Among the lines below, return each one that contains the word "async".

======== TASK INPUTS ========

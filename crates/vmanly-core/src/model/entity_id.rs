// ── Server identifiers ──
//
// Controllers assign UUIDs to most objects, but some collections use
// opaque strings. `EntityId` carries either behind one type.

use serde::{Deserialize, Serialize};
use std::fmt;
use std::str::FromStr;
use uuid::Uuid;

/// Environment-local identifier of a controller object.
///
/// Never appears in a document; only on the wire.
#[derive(Debug, Clone, PartialEq, Eq, Hash, Serialize, Deserialize)]
#[serde(untagged)]
pub enum EntityId {
    Uuid(Uuid),
    Opaque(String),
}

impl fmt::Display for EntityId {
    fn fmt(&self, f: &mut fmt::Formatter<'_>) -> fmt::Result {
        match self {
            Self::Uuid(u) => write!(f, "{u}"),
            Self::Opaque(s) => write!(f, "{s}"),
        }
    }
}

impl FromStr for EntityId {
    type Err = std::convert::Infallible;

    fn from_str(s: &str) -> Result<Self, Self::Err> {
        Ok(Self::from(s))
    }
}

impl From<Uuid> for EntityId {
    fn from(u: Uuid) -> Self {
        Self::Uuid(u)
    }
}

impl From<String> for EntityId {
    fn from(s: String) -> Self {
        match Uuid::parse_str(&s) {
            Ok(u) if u.hyphenated().to_string() == s => Self::Uuid(u),
            _ => Self::Opaque(s),
        }
    }
}

impl From<&str> for EntityId {
    fn from(s: &str) -> Self {
        Self::from(s.to_owned())
    }
}
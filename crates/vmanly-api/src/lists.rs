// Policy list endpoints
//
// Lists are typed (`site`, `vpn`, `prefix`, ...). The listing is global;
// writes are scoped by the list's type. Updating a list that is in use
// by attached templates locks them until the lock is released.

use serde_json::Value;
use tracing::debug;

use crate::client::{VmanageClient, decode};
use crate::error::Error;
use crate::models::UpdateResponse;

impl VmanageClient {
    /// `GET template/policy/list`: every list of every type.
    pub async fn list_policy_lists(&self) -> Result<Vec<Value>, Error> {
        debug!("listing policy lists");
        self.get_data("template/policy/list").await
    }

    /// `POST template/policy/list/{type}`
    pub async fn create_policy_list(&self, list_type: &str, body: &Value) -> Result<Value, Error> {
        debug!(list_type, "creating policy list");
        self.post_json(&format!("template/policy/list/{}", list_type.to_lowercase()), body)
            .await
    }

    /// `PUT template/policy/list/{type}/{id}`
    pub async fn update_policy_list(
        &self,
        list_type: &str,
        id: &str,
        body: &Value,
    ) -> Result<UpdateResponse, Error> {
        debug!(list_type, id, "updating policy list");
        let resp = self
            .put_json(
                &format!("template/policy/list/{}/{id}", list_type.to_lowercase()),
                body,
            )
            .await?;
        update_response(&resp)
    }

    /// `DELETE template/lock/{processId}`: release the edit lock taken by
    /// a list update.
    pub async fn release_template_lock(&self, process_id: &str) -> Result<(), Error> {
        debug!(process_id, "releasing template lock");
        self.delete(&format!("template/lock/{process_id}")).await?;
        Ok(())
    }
}

/// Updates may answer with an empty body.
pub(crate) fn update_response(body: &Value) -> Result<UpdateResponse, Error> {
    if body.is_null() {
        Ok(UpdateResponse::default())
    } else {
        decode(body)
    }
}
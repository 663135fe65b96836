use thiserror::Error;

/// Top-level error type for the `vmanly-api` crate.
///
/// Covers every failure mode of the dataservice client: session
/// handshake, transport, structured API errors, and malformed bodies.
/// `vmanly-core` maps these into its own taxonomy.
#[derive(Debug, Error)]
pub enum Error {
    // ── Authentication ──────────────────────────────────────────────
    /// Login rejected, or the session lapsed and the controller answered
    /// with its login page.
    #[error("Authentication failed: {message}")]
    Authentication { message: String },

    // ── Transport ───────────────────────────────────────────────────
    /// HTTP transport error (connection refused, DNS failure, etc.)
    #[error("HTTP transport error: {0}")]
    Transport(#[from] reqwest::Error),

    /// URL parsing error.
    #[error("Invalid URL: {0}")]
    InvalidUrl(#[from] url::ParseError),

    /// TLS handshake or certificate error.
    #[error("TLS error: {0}")]
    Tls(String),

    // ── Dataservice ─────────────────────────────────────────────────
    /// Structured error from the dataservice, parsed from the
    /// `{"error": {"message", "details", "code"}}` body.
    #[error("API error (HTTP {status}): {message}")]
    Api {
        status: u16,
        message: String,
        details: Option<String>,
        code: Option<String>,
    },

    // ── Data ────────────────────────────────────────────────────────
    /// JSON deserialization failed, with the raw body for debugging.
    #[error("Deserialization error: {message}")]
    Deserialization { message: String, body: String },
}

impl Error {
    /// Returns `true` if the session is gone and a fresh login might help.
    pub fn is_auth_expired(&self) -> bool {
        matches!(self, Self::Authentication { .. })
    }

    /// Returns `true` if this is a transient error worth retrying.
    pub fn is_transient(&self) -> bool {
        match self {
            Self::Transport(e) => e.is_timeout() || e.is_connect(),
            Self::Api { status, .. } => *status == 503 || *status == 504,
            _ => false,
        }
    }

    /// Returns `true` if this is a "not found" error.
    pub fn is_not_found(&self) -> bool {
        match self {
            Self::Transport(e) => e.status() == Some(reqwest::StatusCode::NOT_FOUND),
            Self::Api { status: 404, .. } => true,
            _ => false,
        }
    }

    /// HTTP status carried by the error, if any.
    pub fn status(&self) -> Option<u16> {
        match self {
            Self::Transport(e) => e.status().map(|s| s.as_u16()),
            Self::Api { status, .. } => Some(*status),
            _ => None,
        }
    }

    /// Extract the dataservice error code, if available.
    pub fn api_error_code(&self) -> Option<&str> {
        match self {
            Self::Api { code, .. } => code.as_deref(),
            _ => None,
        }
    }
}

#[cfg(test)]
mod tests {
    use super::*;

    #[test]
    fn not_found_detection() {
        let err = Error::Api {
            status: 404,
            message: "missing".into(),
            details: None,
            code: None,
        };
        assert!(err.is_not_found());
        assert_eq!(err.status(), Some(404));

        let err = Error::Api {
            status: 400,
            message: "bad".into(),
            details: None,
            code: Some("POLICY0001".into()),
        };
        assert!(!err.is_not_found());
        assert_eq!(err.api_error_code(), Some("POLICY0001"));
    }

    #[test]
    fn auth_errors_are_expired() {
        let err = Error::Authentication {
            message: "login page".into(),
        };
        assert!(err.is_auth_expired());
        assert!(!err.is_transient());
    }
}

========

* _RESULT FOR THIS TASK_
    pub async fn list_policy_lists(&self) -> Result<Vec<Value>, Error> {
    pub async fn create_policy_list(&self, list_type: &str, body: &Value) -> Result<Value, Error> {
    pub async fn update_policy_list(
    pub async fn release_template_lock(&self, process_id: &str) -> Result<(), Error> {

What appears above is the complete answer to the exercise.